YOUR INSTRUCTIONS.
Keep to one stretch of the data below, the lines from the one with "fn flush(&mut self)" up to and including the one with "for (order, view)", and return that stretch exactly.

++++++++++

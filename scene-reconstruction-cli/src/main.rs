mod baseline;

use anyhow::{anyhow, Context};
use baseline::BaselineBackend;
use log::*;
use scene_reconstruction::{
    allocate, human_duration, Pipeline, PipelineOptions, ResumeFrom, SceneFailurePolicy,
};
use std::path::{Path, PathBuf};
use std::str::FromStr;
use structopt::StructOpt;

/// How many sibling names `--NewOutput` tries before giving up.
const MAX_OUTPUT_ATTEMPTS: usize = 1000;

#[derive(Debug, Copy, Clone, PartialEq, Eq)]
struct SceneFailureArg(SceneFailurePolicy);

impl FromStr for SceneFailureArg {
    type Err = String;

    fn from_str(s: &str) -> Result<Self, Self::Err> {
        match s.to_ascii_lowercase().as_str() {
            "abort" => Ok(Self(SceneFailurePolicy::Abort)),
            "skip" => Ok(Self(SceneFailurePolicy::Skip)),
            other => Err(format!("unknown scene failure policy '{}'", other)),
        }
    }
}

#[derive(Debug, StructOpt)]
#[structopt(
    name = "scene-reconstruction",
    about = "Reconstructs dense point clouds of the scenes seen in a set of images"
)]
struct Opt {
    /// Images to process.
    ///
    /// A directory adds every file with a known image extension. Patterns can be
    /// used too, e.g. 'glob:data/**/left*.jpg' or 'regex:data/\w+/left\d+.jpg'.
    #[structopt(long = "Input")]
    input: String,
    /// Path to the output directory.
    #[structopt(short, long = "Output", default_value = "output", parse(from_os_str))]
    output: PathBuf,
    /// Directory with configuration files which override the defaults.
    #[structopt(long = "ConfigPath", parse(from_os_str))]
    config_path: Option<PathBuf>,
    /// Images with more pixels than this are downsized.
    #[structopt(long = "MaxPixels", default_value = "480000")]
    max_pixels: u64,
    /// Fused disparities below this are discarded, which removes noisy distant points.
    #[structopt(long = "MinDisparity")]
    min_disparity: Option<f64>,
    /// Overrides the disparity range. Can't exceed 255.
    #[structopt(long = "MaxDisparity", default_value = "0")]
    max_disparity: u32,
    /// Images are a sequence and a feature tracker can be used.
    #[structopt(long = "Ordered")]
    ordered: bool,
    /// Slower but more likely to produce a good reconstruction.
    #[structopt(long = "TryHarder")]
    try_harder: bool,
    /// Densify every scene, not just the largest.
    #[structopt(long = "AllScenes")]
    all_scenes: bool,
    /// Reruns the sparse reconstruction using the saved similar images and pairwise graph.
    #[structopt(long = "RerunSparse")]
    rerun_sparse: bool,
    /// Reruns the dense reconstruction using the saved sparse scenes.
    #[structopt(long = "RerunDense")]
    rerun_dense: bool,
    /// Recursively deletes the output directory first.
    #[structopt(long = "DeleteOutput")]
    delete_output: bool,
    /// Prints the verbose log to stdout. It is always saved to disk.
    #[structopt(long = "Verbose")]
    verbose: bool,
    /// Saves a visualization of every fused disparity image.
    #[structopt(long = "SaveFusedDisparity")]
    save_fused_disparity: bool,
    /// Number of worker threads. 0 means the system default.
    #[structopt(long = "Threads", default_value = "0")]
    threads: usize,
    /// What to do when one of several scenes fails: abort or skip.
    #[structopt(long = "SceneFailure", default_value = "abort")]
    scene_failure: SceneFailureArg,
    /// Writes into a new sibling of the output directory instead of reusing it.
    #[structopt(long = "NewOutput")]
    new_output: bool,
}

impl Opt {
    fn pipeline_options(&self, output: PathBuf) -> PipelineOptions {
        PipelineOptions {
            output,
            config_path: self.config_path.clone(),
            max_pixels: self.max_pixels,
            minimum_disparity: self.min_disparity,
            max_disparity: self.max_disparity,
            ordered: self.ordered,
            try_harder: self.try_harder,
            all_scenes: self.all_scenes,
            resume: ResumeFrom::from_flags(self.rerun_sparse, self.rerun_dense),
            delete_output: self.delete_output,
            verbose: self.verbose,
            save_fused_disparity: self.save_fused_disparity,
            max_threads: self.threads,
            scene_failure: self.scene_failure.0,
        }
    }
}

fn fresh_output(output: &Path) -> anyhow::Result<PathBuf> {
    let parent = match output.parent() {
        Some(parent) if !parent.as_os_str().is_empty() => parent,
        _ => Path::new("."),
    };
    let base = output
        .file_name()
        .and_then(|name| name.to_str())
        .ok_or_else(|| anyhow!("output path {} has no usable name", output.display()))?;
    Ok(allocate(parent, base, MAX_OUTPUT_ATTEMPTS)?)
}

fn run(opt: Opt) -> anyhow::Result<()> {
    let output = if opt.new_output {
        fresh_output(&opt.output)?
    } else {
        opt.output.clone()
    };
    info!("input pattern  = {}", opt.input);
    info!("output dir     = {}", output.display());

    let pipeline = Pipeline::new(BaselineBackend, opt.pipeline_options(output.clone()));
    let summary = pipeline
        .run_pattern(&opt.input)
        .with_context(|| format!("reconstruction into {} failed", output.display()))?;

    for scene in &summary.scenes {
        info!(
            "{}: {} views, {} points ({} clipped)",
            scene.directory, scene.views, scene.points, scene.clipped_points
        );
    }
    for failure in &summary.failed {
        warn!("{} was skipped: {}", failure.directory, failure.reason);
    }
    info!("total time: {}", human_duration(summary.elapsed));
    println!("Finished!");
    Ok(())
}

fn main() {
    if std::env::var_os("RUST_LOG").is_none() {
        std::env::set_var("RUST_LOG", "info");
    }
    pretty_env_logger::init_timed();

    let opt = Opt::from_args();
    if let Err(e) = run(opt) {
        eprintln!("error: {:#}", e);
        std::process::exit(1);
    }
}
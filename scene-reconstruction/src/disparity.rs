use image::{Rgb, RgbImage};

/// A dense disparity image.
///
/// Valid disparities lie in `[0, range)`. Any value `>= range` marks a pixel with
/// no valid disparity.
#[derive(Debug, Clone, PartialEq)]
pub struct DisparityImage {
    pub width: u32,
    pub height: u32,
    pub data: Vec<f32>,
}

impl DisparityImage {
    /// An image where every pixel holds `value`.
    pub fn filled(width: u32, height: u32, value: f32) -> Self {
        Self {
            width,
            height,
            data: vec![value; width as usize * height as usize],
        }
    }

    pub fn get(&self, x: u32, y: u32) -> f32 {
        self.data[self.offset(x, y)]
    }

    pub fn set(&mut self, x: u32, y: u32, value: f32) {
        let offset = self.offset(x, y);
        self.data[offset] = value;
    }

    fn offset(&self, x: u32, y: u32) -> usize {
        y as usize * self.width as usize + x as usize
    }

    /// Replaces every disparity below `minimum` with `sentinel`.
    pub fn mask_below(&mut self, minimum: f32, sentinel: f32) {
        for v in &mut self.data {
            if *v < minimum {
                *v = sentinel;
            }
        }
    }
}

/// Describes how a disparity image relates to scene geometry.
#[derive(Debug, Copy, Clone, PartialEq)]
pub struct DisparityParameters {
    pub disparity_min: u32,
    pub disparity_range: u32,
    /// Distance between the rectified cameras
    pub baseline: f64,
    /// Rectified focal length in pixels
    pub focal: f64,
}

impl DisparityParameters {
    /// Depth along the optical axis of a pixel with the given disparity.
    pub fn depth(&self, disparity: f32) -> Option<f64> {
        let d = disparity as f64 + self.disparity_min as f64;
        if disparity < 0.0 || disparity >= self.disparity_range as f32 || d <= 0.0 {
            None
        } else {
            Some(self.focal * self.baseline / d)
        }
    }
}

/// Renders a disparity image with a blue to red color map. Invalid pixels are black.
pub fn colorize(disparity: &DisparityImage, range: u32) -> RgbImage {
    let range = range.max(1) as f32;
    RgbImage::from_fn(disparity.width, disparity.height, |x, y| {
        let v = disparity.get(x, y);
        if !(0.0..range).contains(&v) {
            return Rgb([0, 0, 0]);
        }
        jet(v / range)
    })
}

fn jet(t: f32) -> Rgb<u8> {
    let channel = |offset: f32| {
        let v = 1.5 - (4.0 * t - offset).abs();
        (v.clamp(0.0, 1.0) * 255.0) as u8
    };
    Rgb([channel(3.0), channel(2.0), channel(1.0)])
}

#[cfg(test)]
mod tests {
    use super::*;

    #[test]
    fn masking_leaves_nothing_below_minimum() {
        let mut image = DisparityImage {
            width: 3,
            height: 2,
            data: vec![0.0, 4.9, 5.0, 100.0, 250.0, 12.5],
        };
        image.mask_below(5.0, 250.0);
        assert_eq!(image.data, vec![250.0, 250.0, 5.0, 100.0, 250.0, 12.5]);
        assert!(image.data.iter().all(|&v| v >= 5.0));
    }

    #[test]
    fn invalid_disparity_has_no_depth() {
        let params = DisparityParameters {
            disparity_min: 0,
            disparity_range: 100,
            baseline: 2.0,
            focal: 50.0,
        };
        assert_eq!(params.depth(10.0), Some(10.0));
        assert_eq!(params.depth(100.0), None);
        assert_eq!(params.depth(0.0), None);
    }

    #[test]
    fn colorized_invalid_pixels_are_black() {
        let mut image = DisparityImage::filled(2, 1, 10.0);
        image.set(1, 0, 64.0);
        let color = colorize(&image, 64);
        assert_ne!(color.get_pixel(0, 0).0, [0, 0, 0]);
        assert_eq!(color.get_pixel(1, 0).0, [0, 0, 0]);
    }
}
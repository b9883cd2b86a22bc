use crate::checkpoint::write_atomic;
use crate::error::{io_at, Result};
use crate::scene::WorkingSceneGraph;
use log::*;
use std::fs::File;
use std::io::{self, BufWriter, Write};
use std::path::{Path, PathBuf};
use std::sync::{Arc, Mutex};
use std::time::Duration;

/// Writes one input path per line. Line `i` is the image with view id `i`.
pub fn write_index_to_image(path: &Path, images: &[PathBuf]) -> Result<()> {
    write_atomic(path, |w| {
        for image in images {
            writeln!(w, "{}", image.display())?;
        }
        Ok(())
    })
}

#[derive(Debug)]
struct VerboseInner {
    file: Option<BufWriter<File>>,
    mirror: bool,
}

/// The run's diagnostic log.
///
/// Everything is written to the log file. If `mirror` is set it is also echoed to stdout.
/// Clones share the same file.
#[derive(Debug, Clone)]
pub struct VerboseLog {
    inner: Arc<Mutex<VerboseInner>>,
}

impl VerboseLog {
    pub fn create(path: &Path, mirror: bool) -> Result<Self> {
        let file = File::create(path).map_err(io_at(path))?;
        Ok(Self::from_inner(Some(BufWriter::new(file)), mirror))
    }

    /// A log that discards everything.
    pub fn sink() -> Self {
        Self::from_inner(None, false)
    }

    fn from_inner(file: Option<BufWriter<File>>, mirror: bool) -> Self {
        Self {
            inner: Arc::new(Mutex::new(VerboseInner { file, mirror })),
        }
    }

    /// Writes a line. Failures are reported through `log` rather than interrupting the run.
    pub fn line(&self, text: impl AsRef<str>) {
        let mut log = self.clone();
        if let Err(e) = writeln!(log, "{}", text.as_ref()) {
            warn!("failed to write verbose log: {}", e);
        }
    }
}

impl Write for VerboseLog {
    fn write(&mut self, buf: &[u8]) -> io::Result<usize> {
        let mut inner = self.inner.lock().unwrap_or_else(|e| e.into_inner());
        if let Some(file) = &mut inner.file {
            file.write_all(buf)?;
        }
        if inner.mirror {
            io::stdout().write_all(buf)?;
        }
        Ok(buf.len())
    }

    fn flush(&mut self) -> io::Result<()> {
        let mut inner = self.inner.lock().unwrap_or_else(|e| e.into_inner());
        if let Some(file) = &mut inner.file {
            file.flush()?;
        }
        if inner.mirror {
            io::stdout().flush()?;
        }
        Ok(())
    }
}

/// Describes every view of the working graph and how many of them the refined scene used.
pub fn write_sparse_summary(
    log: &VerboseLog,
    working: &WorkingSceneGraph,
    used_views: usize,
    total_views: usize,
) {
    log.line("-".repeat(76));
    for (order, view) in working.views.iter().enumerate() {
        let t = view.world_to_view.translation.vector;
        log.line(format!(
            "view[{:2}]='{:>2}' f={:6.1} k1={:6.3} k2={:6.3} T={{{:5.1},{:5.1},{:5.1}}} R={:5.3}",
            order,
            view.id,
            view.intrinsics.f,
            view.intrinsics.k1,
            view.intrinsics.k2,
            t.x,
            t.y,
            t.z,
            view.world_to_view.rotation.angle(),
        ));
    }
    log.line(format!("   Views used: {} / {}", used_views, total_views));
}

/// Formats as `days:hrs:min:sec`.
pub fn human_duration(duration: Duration) -> String {
    let seconds = duration.as_secs();
    format!(
        "{:03}:{:02}:{:02}:{:02} (days:hrs:min:sec)",
        seconds / 86400,
        (seconds / 3600) % 24,
        (seconds / 60) % 60,
        seconds % 60
    )
}
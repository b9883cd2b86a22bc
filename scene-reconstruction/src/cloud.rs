use nalgebra::Point3;
use ply_rs::{
    parser::Parser,
    ply::{
        Addable, DefaultElement, ElementDef, Encoding, Ply, Property, PropertyDef, PropertyType,
        ScalarType,
    },
    writer::Writer,
};
use rayon::prelude::*;
use std::io::{self, BufRead, Write};

/// A dense point cloud with one RGB color per point.
#[derive(Debug, Clone, Default, PartialEq)]
pub struct DenseCloud {
    pub points: Vec<Point3<f64>>,
    pub colors: Vec<[u8; 3]>,
}

impl DenseCloud {
    pub fn new() -> Self {
        Self::default()
    }

    pub fn push(&mut self, point: Point3<f64>, color: [u8; 3]) {
        self.points.push(point);
        self.colors.push(color);
    }

    pub fn len(&self) -> usize {
        self.points.len()
    }

    pub fn is_empty(&self) -> bool {
        self.points.is_empty()
    }

    pub fn iter(&self) -> impl Iterator<Item = (&Point3<f64>, &[u8; 3])> {
        self.points.iter().zip(&self.colors)
    }

    /// Keeps only the points within `max_distance` of the origin.
    ///
    /// This is a pure predicate on each point, so clipping a clipped cloud again
    /// with the same threshold changes nothing.
    pub fn clipped(&self, max_distance: f64) -> DenseCloud {
        let (points, colors) = self
            .points
            .par_iter()
            .zip(self.colors.par_iter())
            .filter(|(p, _)| p.coords.norm() <= max_distance)
            .map(|(p, c)| (*p, *c))
            .unzip();
        DenseCloud { points, colors }
    }

    /// Writes the cloud as an ascii PLY file with double coordinates and uchar colors.
    pub fn write_ply(&self, mut writer: impl Write) -> io::Result<()> {
        let mut ply = Ply::<DefaultElement>::new();
        ply.header.encoding = Encoding::Ascii;
        ply.header
            .comments
            .push("Exported from scene-reconstruction".to_string());

        let mut point_element = ElementDef::new("vertex".to_string());
        for axis in ["x", "y", "z"] {
            let p = PropertyDef::new(axis.to_string(), PropertyType::Scalar(ScalarType::Double));
            point_element.properties.add(p);
        }
        for channel in ["red", "green", "blue"] {
            let p = PropertyDef::new(channel.to_string(), PropertyType::Scalar(ScalarType::UChar));
            point_element.properties.add(p);
        }
        ply.header.elements.add(point_element);

        let vertices: Vec<_> = self
            .iter()
            .map(|(p, &[r, g, b])| {
                let mut point = DefaultElement::new();
                point.insert("x".to_string(), Property::Double(p.x));
                point.insert("y".to_string(), Property::Double(p.y));
                point.insert("z".to_string(), Property::Double(p.z));
                point.insert("red".to_string(), Property::UChar(r));
                point.insert("green".to_string(), Property::UChar(g));
                point.insert("blue".to_string(), Property::UChar(b));
                point
            })
            .collect();
        ply.payload.insert("vertex".to_string(), vertices);

        Writer::new().write_ply(&mut writer, &mut ply)?;
        Ok(())
    }

    /// Reads a PLY file with `x y z` and optional `red green blue` vertex properties.
    pub fn read_ply(reader: &mut impl BufRead) -> io::Result<DenseCloud> {
        let ply = Parser::<DefaultElement>::new().read_ply(reader)?;
        let mut cloud = DenseCloud::new();
        let Some(vertices) = ply.payload.get("vertex") else {
            return Ok(cloud);
        };
        for vertex in vertices {
            let coordinate = |name: &str| {
                vertex.get(name).and_then(as_f64).ok_or_else(|| {
                    io::Error::new(
                        io::ErrorKind::InvalidData,
                        format!("vertex property {} is missing", name),
                    )
                })
            };
            let channel = |name: &str| match vertex.get(name) {
                Some(Property::UChar(v)) => *v,
                _ => 0,
            };
            cloud.push(
                Point3::new(coordinate("x")?, coordinate("y")?, coordinate("z")?),
                [channel("red"), channel("green"), channel("blue")],
            );
        }
        Ok(cloud)
    }
}

fn as_f64(property: &Property) -> Option<f64> {
    match *property {
        Property::Double(v) => Some(v),
        Property::Float(v) => Some(v as f64),
        _ => None,
    }
}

++++++++++

SOLUTION.
    fn flush(&mut self) -> io::Result<()> {
        let mut inner = self.inner.lock().unwrap_or_else(|e| e.into_inner());
        if let Some(file) = &mut inner.file {
            file.flush()?;
        }
        if inner.mirror {
            io::stdout().flush()?;
        }
        Ok(())
    }
}

/// Describes every view of the working graph and how many of them the refined scene used.
pub fn write_sparse_summary(
    log: &VerboseLog,
    working: &WorkingSceneGraph,
    used_views: usize,
    total_views: usize,
) {
    log.line("-".repeat(76));
    for (order, view) in working.views.iter().enumerate() {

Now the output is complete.